On the legislative end, the right wing political parties refused to discuss the ratification of the constitutional reform to recognize the right to food and water before the end of the 2015-2018 legislature, thus killing any possibility of constitutional recognition.
During its first sitting in May 2018, the ECCC moved to shelve all requests related to mining and ruled to reaffirm the mining prohibition. The move took many by surprise, but environmental organizations suspected this was not a simple gesture of good will but the beginning of a callous plan to further the neoliberal economic agenda.
Emboldened by the new balance of power, the ECCC moved to deny all public requests to submit information and discuss the water laws, including a joint request by the Catholic Church and Central American University that had submitted its own proposal for a water-managing institution. Furthermore, all 92 articles negotiated by previous legislatures were dismissed. When talks reinitiated, the private sector proposal was taken as a new basis for discussion: eight articles were initially approved, including Article 14, which provides implicit control of water resources to the private sector.
This new way of conducting legislative business, the loss of previously-made gains recognizing the right to water, and the imminent cession of control of water resources to the private sector have opened a new chapter of a battle that has been latent since 2005.
But the swift and unified rejection from the executive government, the Catholic Church, and the civil society organizations taking their battle to the streets suggests that privatization won’t be an easy task for ARENA.
The month of June has seen levels of public mobilization not seen in decades.
On June 7th, a march organized by environmental organizations to commemorate World Environment Day drew over 4000 people to the legislative assembly to demand that the environment commission allow public participation in the water discussions. The same day, about a thousand union members of the national water distribution system also marched to the assembly. A week later, on June 14th, about 4000 students and faculty of the National University marched to the legislature and also demanded to be part of the discussions. The rally turned violent when the legislature’s security forces pepper sprayed students trying to gain access to the building. And last Saturday, over 10,000 people marched through main streets of San Salvador in a self-organized march. Decentralized direct actions continue to occur across the country.
All of these actions have been coordinated through a newly-emerging coalition called the National Alliance against Water Privatization, composed of more than 70 social movement groups. The coalition brings together a range of environmental, students, unions, faith, farmers and women’s organizations who have vowed to continue fighting until the threat of privatization has ended.

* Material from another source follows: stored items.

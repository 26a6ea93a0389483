//! UseCase: 会話履歴の取得・既読化
//!
//! リアルタイム配信を受け取れなかったメッセージは、ここから取得される。

use std::sync::Arc;

use crate::domain::{ConversationSummary, MessageRepository, StoredMessage, UserId};

use super::error::ConversationError;

/// 会話履歴のユースケース
pub struct ConversationUseCase {
    repository: Arc<dyn MessageRepository>,
}

impl ConversationUseCase {
    pub fn new(repository: Arc<dyn MessageRepository>) -> Self {
        Self { repository }
    }

    /// 会話一覧（相手ごとに最新メッセージと未読数）
    pub async fn list_conversations(
        &self,
        user_id: UserId,
    ) -> Result<Vec<ConversationSummary>, ConversationError> {
        Ok(self.repository.get_user_conversations(user_id).await?)
    }

    /// 相手との全メッセージ（古い順）
    pub async fn get_messages(
        &self,
        user_id: UserId,
        peer_id: UserId,
    ) -> Result<Vec<StoredMessage>, ConversationError> {
        Ok(self
            .repository
            .get_conversation_messages(user_id, peer_id)
            .await?)
    }

    /// 相手から届いたメッセージを既読にする
    pub async fn mark_read(&self, user_id: UserId, peer_id: UserId) -> Result<(), ConversationError> {
        Ok(self
            .repository
            .mark_conversation_read(user_id, peer_id)
            .await?)
    }

    /// 相手から届いた未読メッセージ数
    pub async fn count_unread(
        &self,
        user_id: UserId,
        peer_id: UserId,
    ) -> Result<usize, ConversationError> {
        Ok(self.repository.count_unread(user_id, peer_id).await?)
    }
}

#[cfg(test)]
mod tests {
    use super::*;
    use crate::domain::{MockMessageRepository, RepositoryError};

    #[tokio::test]
    async fn test_repository_errors_are_mapped() {
        // テスト項目: リポジトリのエラーが UseCase のエラーに変換される
        // given (前提条件):
        let mut repository = MockMessageRepository::new();
        repository
            .expect_get_user_conversations()
            .returning(|user_id| Err(RepositoryError::UserNotFound(user_id)));
        repository
            .expect_count_unread()
            .returning(|_, _| Err(RepositoryError::Unavailable("timeout".to_string())));
        let usecase = ConversationUseCase::new(Arc::new(repository));

        // when (操作):
        let list = usecase.list_conversations(UserId::new(5)).await;
        let unread = usecase.count_unread(UserId::new(5), UserId::new(9)).await;

        // then (期待する結果):
        assert_eq!(list, Err(ConversationError::UserNotFound(UserId::new(5))));
        assert!(matches!(unread, Err(ConversationError::RepositoryError(_))));
    }

    #[tokio::test]
    async fn test_mark_read_delegates_with_reader_first() {
        // テスト項目: 既読化は (読む人, 相手) の順でリポジトリに渡される
        // given (前提条件):
        let mut repository = MockMessageRepository::new();
        repository
            .expect_mark_conversation_read()
            .withf(|reader, peer| *reader == UserId::new(9) && *peer == UserId::new(5))
            .times(1)
            .returning(|_, _| Ok(()));
        let usecase = ConversationUseCase::new(Arc::new(repository));

        // when (操作):
        let result = usecase.mark_read(UserId::new(9), UserId::new(5)).await;

        // then (期待する結果):
        assert_eq!(result, Ok(()));
    }
}
//! HTTP API response DTOs.

use serde::{Deserialize, Serialize};

use super::websocket::{PrincipalDto, StoredMessageDto};

/// One entry of `GET /api/conversations`
#[derive(Debug, Clone, PartialEq, Eq, Serialize, Deserialize)]
pub struct ConversationDto {
    pub user: PrincipalDto,
    pub last_message: StoredMessageDto,
    pub unread: usize,
}

#[derive(Debug, Clone, Serialize, Deserialize)]
pub struct ConversationsResponse {
    pub conversations: Vec<ConversationDto>,
}

#[derive(Debug, Clone, Serialize, Deserialize)]
pub struct MessagesResponse {
    pub messages: Vec<StoredMessageDto>,
}

#[derive(Debug, Clone, Serialize, Deserialize)]
pub struct UnreadCountResponse {
    pub number: usize,
}

/// Error body for REST failures
#[derive(Debug, Clone, Serialize, Deserialize)]
pub struct ApiErrorDto {
    pub error: String,
}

Right wing politicians have responded to this public outcry with a high-profile public relations campaign promising not to privatize water resources. But in a new political climate where a strong and unified social movement has found common cause to defend the limited water resources of a country undergoing an ecological crisis, politicians will need more than simple promises to appease activists. They will need legislation that clearly protects water from private interests.